If there is widespread and violent unrest from a radicalised young Muslim population, then the cities of France, Belgium, Netherlands, Sweden, Denmark, Italy, Germany, Austria and the United Kingdom will bear the bulk of the fighting. Western European states have cut their military and police budgets since the end of the Cold War and would struggle to put down a violent urban uprising. European governments could have to request American military support but it is not certain that a future US president would send US military forces in a European urban insurgency.
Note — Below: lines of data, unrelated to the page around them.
//! Inbound provider messages and the host-facing notification format.

use std::collections::HashMap;

use serde::{Deserialize, Serialize};
use state_store::ChannelId;

/// A message delivered by the platform messaging provider.
///
/// The provider hands over a flat string map. Only `chid` is required for
/// routing; the encryption headers and body are passed through untouched.
#[derive(Debug, Clone, Default, PartialEq, Eq, Serialize, Deserialize)]
pub struct ProviderMessage {
    /// Channel ID the broker routed this message for
    pub chid: Option<String>,
    /// `Encryption` header
    pub enc: Option<String>,
    /// `Crypto-Key` header
    pub cryptokey: Option<String>,
    /// Deprecated `Encryption-Key` header
    pub enckey: Option<String>,
    /// Encrypted payload
    pub body: Option<String>,
}

impl ProviderMessage {
    /// A message addressed to `chid` with no headers or body.
    pub fn for_channel(chid: impl Into<String>) -> Self {
        Self {
            chid: Some(chid.into()),
            ..Self::default()
        }
    }

    /// Build a message from the provider's field map. Unknown keys are ignored.
    pub fn from_fields(fields: &HashMap<String, String>) -> Self {
        let field = |key: &str| fields.get(key).cloned();
        Self {
            chid: field("chid"),
            enc: field("enc"),
            cryptokey: field("cryptokey"),
            enckey: field("enckey"),
            body: field("body"),
        }
    }

    pub fn with_enc(mut self, enc: impl Into<String>) -> Self {
        self.enc = Some(enc.into());
        self
    }

    pub fn with_cryptokey(mut self, cryptokey: impl Into<String>) -> Self {
        self.cryptokey = Some(cryptokey.into());
        self
    }

    pub fn with_enckey(mut self, enckey: impl Into<String>) -> Self {
        self.enckey = Some(enckey.into());
        self
    }

    pub fn with_body(mut self, body: impl Into<String>) -> Self {
        self.body = Some(body.into());
        self
    }

    /// The channel ID, treating an empty `chid` as absent.
    pub fn channel_id(&self) -> Option<ChannelId> {
        self.chid
            .as_deref()
            .filter(|chid| !chid.is_empty())
            .map(ChannelId::from)
    }
}

/// A push notification in the form the host consumes.
///
/// Serializes to `{"channelID", "enc", "cryptokey", "enckey", "message"}`;
/// absent fields are omitted. At most one of `cryptokey` and `enckey` is
/// expected, but the host is the one to enforce that.
#[derive(Debug, Clone, PartialEq, Eq, Serialize, Deserialize)]
pub struct HostMessage {
    #[serde(rename = "channelID")]
    pub channel_id: ChannelId,
    #[serde(default, skip_serializing_if = "Option::is_none")]
    pub enc: Option<String>,
    #[serde(default, skip_serializing_if = "Option::is_none")]
    pub cryptokey: Option<String>,
    #[serde(default, skip_serializing_if = "Option::is_none")]
    pub enckey: Option<String>,
    #[serde(default, skip_serializing_if = "Option::is_none")]
    pub message: Option<String>,
}

impl HostMessage {
    pub(crate) fn from_provider(channel_id: ChannelId, message: &ProviderMessage) -> Self {
        Self {
            channel_id,
            enc: message.enc.clone(),
            cryptokey: message.cryptokey.clone(),
            enckey: message.enckey.clone(),
            message: message.body.clone(),
        }
    }

    /// Serialize into the JSON blob handed to the host.
    pub fn to_json(&self) -> serde_json::Result<String> {
        serde_json::to_string(self)
    }
}

#[cfg(test)]
mod tests {
    use super::*;
    use rstest::rstest;

    #[test]
    fn test_from_fields_picks_known_keys() {
        let fields: HashMap<String, String> = [
            ("chid", "abc"),
            ("enc", "salt=1"),
            ("cryptokey", "dh=2"),
            ("body", "payload"),
            ("collapse_key", "ignored"),
        ]
        .into_iter()
        .map(|(k, v)| (k.to_string(), v.to_string()))
        .collect();

        let message = ProviderMessage::from_fields(&fields);

        assert_eq!(message.chid.as_deref(), Some("abc"));
        assert_eq!(message.enc.as_deref(), Some("salt=1"));
        assert_eq!(message.cryptokey.as_deref(), Some("dh=2"));
        assert_eq!(message.enckey, None);
        assert_eq!(message.body.as_deref(), Some("payload"));
    }

    #[rstest]
    #[case(None, None)]
    #[case(Some(""), None)]
    #[case(Some("abc"), Some("abc"))]
    fn test_channel_id(#[case] chid: Option<&str>, #[case] expected: Option<&str>) {
        let message = ProviderMessage {
            chid: chid.map(str::to_string),
            ..ProviderMessage::default()
        };
        assert_eq!(message.channel_id(), expected.map(ChannelId::from));
    }

    #[test]
    fn test_host_message_json_shape() {
        let provider = ProviderMessage::for_channel("abc")
            .with_enc("salt=1")
            .with_enckey("dh=2")
            .with_body("payload");
        let host = HostMessage::from_provider(ChannelId::new("abc"), &provider);

        let value: serde_json::Value = serde_json::from_str(&host.to_json().unwrap()).unwrap();

        assert_eq!(
            value,
            serde_json::json!({
                "channelID": "abc",
                "enc": "salt=1",
                "enckey": "dh=2",
                "message": "payload",
            })
        );
    }
}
Hopefully this grim prospect will never happen and the securocrats are wrong in their fears.
To conclude, we are entering into a twilight era of Scarcity Industrialism where the current financial, economic and geopolitical framework is disintegrating. The Limits to Growth megatrend is driving a collapse of the post-Cold War liberal international order, which will be heralded when Donald Trump is likely inaugurated as America’s next president on 20 January 2017.